The Adventures of Marisol Holmes: A Study in Shifters is completely different from Arthur Conan Doyle’s “A Study in Scarlet”, but the title is based on it. “A Study in Scarlet” was published in 1887 and marks the first appearance of Sherlock Holmes and Dr. Watson.
Since the Marisol Holmes series features a heroine who is the great-great-granddaughter of Sherlock Holmes, and who has the same intelligent, sharp mind as her ancestor does, it made a lot of sense to base the title of the first book in the series on the title of the first Sherlock Holmes book. And admit it, “A Study in Shifters” sounds pretty cool either way.
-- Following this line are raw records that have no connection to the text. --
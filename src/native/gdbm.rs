//! GNU dbm interface
//!
//! Fetches allocate. Errors land in the process-wide [`gdbm_errno`], which
//! is why callers must serialize access. Iteration is keyed: `nextkey` takes
//! the previous key and carries no other state.

use super::{store_options, StoreTuning};
use crate::error::Error;
use crate::flags::OpenMode;
use crate::storage::{SlabStore, WriteMode};
use std::path::Path;
use std::sync::atomic::{AtomicI32, Ordering};
use tracing::debug;

pub const GDBM_NO_ERROR: i32 = 0;
pub const GDBM_MALLOC_ERROR: i32 = 1;
pub const GDBM_FILE_OPEN_ERROR: i32 = 3;
pub const GDBM_FILE_WRITE_ERROR: i32 = 4;
pub const GDBM_FILE_READ_ERROR: i32 = 6;
pub const GDBM_READER_CANT_DELETE: i32 = 11;
pub const GDBM_READER_CANT_STORE: i32 = 12;
pub const GDBM_ITEM_NOT_FOUND: i32 = 15;
pub const GDBM_CANNOT_REPLACE: i32 = 17;
pub const GDBM_ILLEGAL_DATA: i32 = 18;
pub const GDBM_OPT_ILLEGAL: i32 = 20;

/// Open modes
pub const GDBM_READER: i32 = 0;
pub const GDBM_WRITER: i32 = 1;
pub const GDBM_WRCREAT: i32 = 2;
pub const GDBM_NEWDB: i32 = 3;
/// Skip the fsync after every write
pub const GDBM_FAST: i32 = 0x10;

/// `store` flags
pub const GDBM_INSERT: i32 = 0;
pub const GDBM_REPLACE: i32 = 1;

/// `setopt` options
pub const GDBM_CACHESIZE: i32 = 1;

static GDBM_ERRNO: AtomicI32 = AtomicI32::new(GDBM_NO_ERROR);

pub fn gdbm_errno() -> i32 {
    GDBM_ERRNO.load(Ordering::SeqCst)
}

fn set_gdbm_errno(code: i32) {
    GDBM_ERRNO.store(code, Ordering::SeqCst);
}

fn io_code(e: &Error, fallback: i32) -> i32 {
    match e {
        Error::ReadOnly(_) => GDBM_READER_CANT_STORE,
        Error::InvalidArgument(_) => GDBM_ILLEGAL_DATA,
        _ => fallback,
    }
}

/// An open `GDBM_FILE`
pub struct GdbmFile {
    store: SlabStore,
    block_size: usize,
}

/// Open `name`. `read_write` is one of the mode constants, optionally or-ed
/// with `GDBM_FAST`. A `block_size` of 0 uses the file system block size.
pub fn gdbm_open(
    name: &Path,
    block_size: usize,
    read_write: i32,
    mode: u32,
    tuning: &StoreTuning,
) -> Option<GdbmFile> {
    let open_mode = match read_write & !GDBM_FAST {
        GDBM_READER => OpenMode::READER,
        GDBM_WRITER => OpenMode::WRITER,
        GDBM_WRCREAT => OpenMode::WRCREAT,
        GDBM_NEWDB => OpenMode::NEWDB,
        _ => {
            set_gdbm_errno(GDBM_FILE_OPEN_ERROR);
            return None;
        }
    };
    let write_mode = if read_write & GDBM_FAST != 0 {
        WriteMode::Buffered
    } else {
        WriteMode::WriteThrough
    };

    let options = store_options(open_mode, mode, write_mode, tuning);
    match SlabStore::open(name, &options) {
        Ok(store) => {
            let block_size = if block_size > 0 {
                block_size
            } else {
                fs_block_size(name).unwrap_or(tuning.page_size)
            };
            Some(GdbmFile {
                store,
                block_size,
            })
        }
        Err(e) => {
            debug!(path = ?name, error = %e, "gdbm_open failed");
            set_gdbm_errno(GDBM_FILE_OPEN_ERROR);
            None
        }
    }
}

#[cfg(unix)]
fn fs_block_size(path: &Path) -> Option<usize> {
    use std::os::unix::fs::MetadataExt;
    std::fs::metadata(path)
        .ok()
        .map(|m| m.blksize() as usize)
        .filter(|&b| b > 0)
}

#[cfg(not(unix))]
fn fs_block_size(_path: &Path) -> Option<usize> {
    None
}

impl GdbmFile {
    /// Block size of the underlying file
    pub fn block_size(&self) -> usize {
        self.block_size
    }

    /// Set an option; `GDBM_CACHESIZE` takes a size in blocks
    pub fn setopt(&self, option: i32, value: usize) -> i32 {
        match option {
            GDBM_CACHESIZE => {
                self.store.set_cache_capacity(value.max(1));
                0
            }
            _ => {
                set_gdbm_errno(GDBM_OPT_ILLEGAL);
                -1
            }
        }
    }

    pub fn fetch(&self, key: &[u8]) -> Option<Vec<u8>> {
        match self.store.get(key) {
            Ok(Some(value)) => Some(value),
            Ok(None) => {
                set_gdbm_errno(GDBM_ITEM_NOT_FOUND);
                None
            }
            Err(e) => {
                set_gdbm_errno(io_code(&e, GDBM_FILE_READ_ERROR));
                None
            }
        }
    }

    /// Returns 0 on success, 1 if `GDBM_INSERT` found the key, -1 on error
    pub fn store(&self, key: &[u8], content: &[u8], flag: i32) -> i32 {
        if self.store.is_read_only() {
            set_gdbm_errno(GDBM_READER_CANT_STORE);
            return -1;
        }
        match self.store.put(key, content, flag == GDBM_REPLACE) {
            Ok(true) => 0,
            Ok(false) => {
                set_gdbm_errno(GDBM_CANNOT_REPLACE);
                1
            }
            Err(e) => {
                set_gdbm_errno(io_code(&e, GDBM_FILE_WRITE_ERROR));
                -1
            }
        }
    }

    pub fn delete(&self, key: &[u8]) -> i32 {
        if self.store.is_read_only() {
            set_gdbm_errno(GDBM_READER_CANT_DELETE);
            return -1;
        }
        match self.store.delete(key) {
            Ok(true) => 0,
            Ok(false) => {
                set_gdbm_errno(GDBM_ITEM_NOT_FOUND);
                -1
            }
            Err(e) => {
                set_gdbm_errno(io_code(&e, GDBM_FILE_WRITE_ERROR));
                -1
            }
        }
    }

    pub fn firstkey(&self) -> Option<Vec<u8>> {
        let key = self.store.first_key();
        if key.is_none() {
            set_gdbm_errno(GDBM_ITEM_NOT_FOUND);
        }
        key
    }

    pub fn nextkey(&self, key: &[u8]) -> Option<Vec<u8>> {
        let next = self.store.next_key(key);
        if next.is_none() {
            set_gdbm_errno(GDBM_ITEM_NOT_FOUND);
        }
        next
    }

    /// Rewrite the file to drop space held by deleted and replaced entries
    pub fn reorganize(&self) -> i32 {
        if self.store.is_read_only() {
            set_gdbm_errno(GDBM_READER_CANT_STORE);
            return -1;
        }
        match self.store.compact_metadata() {
            Ok(()) => 0,
            Err(e) => {
                set_gdbm_errno(io_code(&e, GDBM_FILE_WRITE_ERROR));
                -1
            }
        }
    }

    pub fn sync(&self) {
        if let Err(e) = self.store.flush() {
            set_gdbm_errno(io_code(&e, GDBM_FILE_WRITE_ERROR));
        }
    }

    pub fn close(&self) {
        self.sync();
    }
}

#[cfg(test)]
mod tests {
    use super::*;
    use crate::error::Result;

    #[test]
    fn test_store_and_errno() -> Result<()> {
        let dir = tempfile::tempdir()?;
        let db = gdbm_open(
            &dir.path().join("g.db"),
            0,
            GDBM_WRCREAT | GDBM_FAST,
            0o600,
            &StoreTuning::default(),
        )
        .expect("gdbm_open");

        assert_eq!(db.store(b"k", b"v", GDBM_INSERT), 0);
        assert_eq!(db.store(b"k", b"w", GDBM_INSERT), 1);
        assert_eq!(db.fetch(b"k"), Some(b"v".to_vec()));
        assert_eq!(db.store(b"k", b"w", GDBM_REPLACE), 0);
        assert_eq!(db.fetch(b"k"), Some(b"w".to_vec()));
        assert!(db.block_size() > 0);
        assert_eq!(db.setopt(GDBM_CACHESIZE, 8), 0);
        assert_eq!(db.setopt(99, 8), -1);
        Ok(())
    }

    #[test]
    fn test_keyed_iteration() -> Result<()> {
        let dir = tempfile::tempdir()?;
        let db = gdbm_open(&dir.path().join("i.db"), 0, GDBM_NEWDB, 0o600, &StoreTuning::default())
            .expect("gdbm_open");
        db.store(b"x", b"1", GDBM_INSERT);
        db.store(b"y", b"2", GDBM_INSERT);

        db.store(b"z", b"3", GDBM_INSERT);
        assert_eq!(db.delete(b"z"), 0);
        assert_eq!(db.reorganize(), 0);

        let first = db.firstkey().unwrap();
        let second = db.nextkey(&first).unwrap();
        assert_eq!((first.as_slice(), second.as_slice()), (&b"x"[..], &b"y"[..]));
        assert!(db.nextkey(&second).is_none());
        Ok(())
    }

    #[test]
    fn test_reader_cannot_store() -> Result<()> {
        let dir = tempfile::tempdir()?;
        let path = dir.path().join("r.db");
        let writer = gdbm_open(&path, 0, GDBM_WRCREAT, 0o600, &StoreTuning::default()).unwrap();
        writer.store(b"k", b"v", GDBM_INSERT);
        writer.close();
        drop(writer);

        let reader = gdbm_open(&path, 0, GDBM_READER, 0o600, &StoreTuning::default()).unwrap();
        assert_eq!(reader.fetch(b"k"), Some(b"v".to_vec()));
        assert_eq!(reader.store(b"k", b"w", GDBM_REPLACE), -1);
        assert_eq!(reader.delete(b"k"), -1);
        Ok(())
    }
}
In “A Study in Scarlet”, Dr. Watson (the narrator) meets Sherlock Holmes, who reveals he’s a consulting detective. They first meet in a laboratory where Holmes is experimenting and explains to Watson the importance of bloodstains as evidence in criminal trials. In A Study of Shifters, Marisol too explains the importance of bloodstains in crime scenes.
Watson is amazed by how perceptive Holmes is, considering the consulting detective notices right away that Watson served in Afghanistan, without the doctor telling him.
Holmes is asked to consult on a murder case, but he’s reluctant to do so. Watson urges him to reconsider, and then Holmes invites Watson along. While Watson is on the sidelines, more a spectator than an active participant in solving the crime, and most of the credit goes to Holmes, he does offer some helpful suggestions that help Holmes along the way.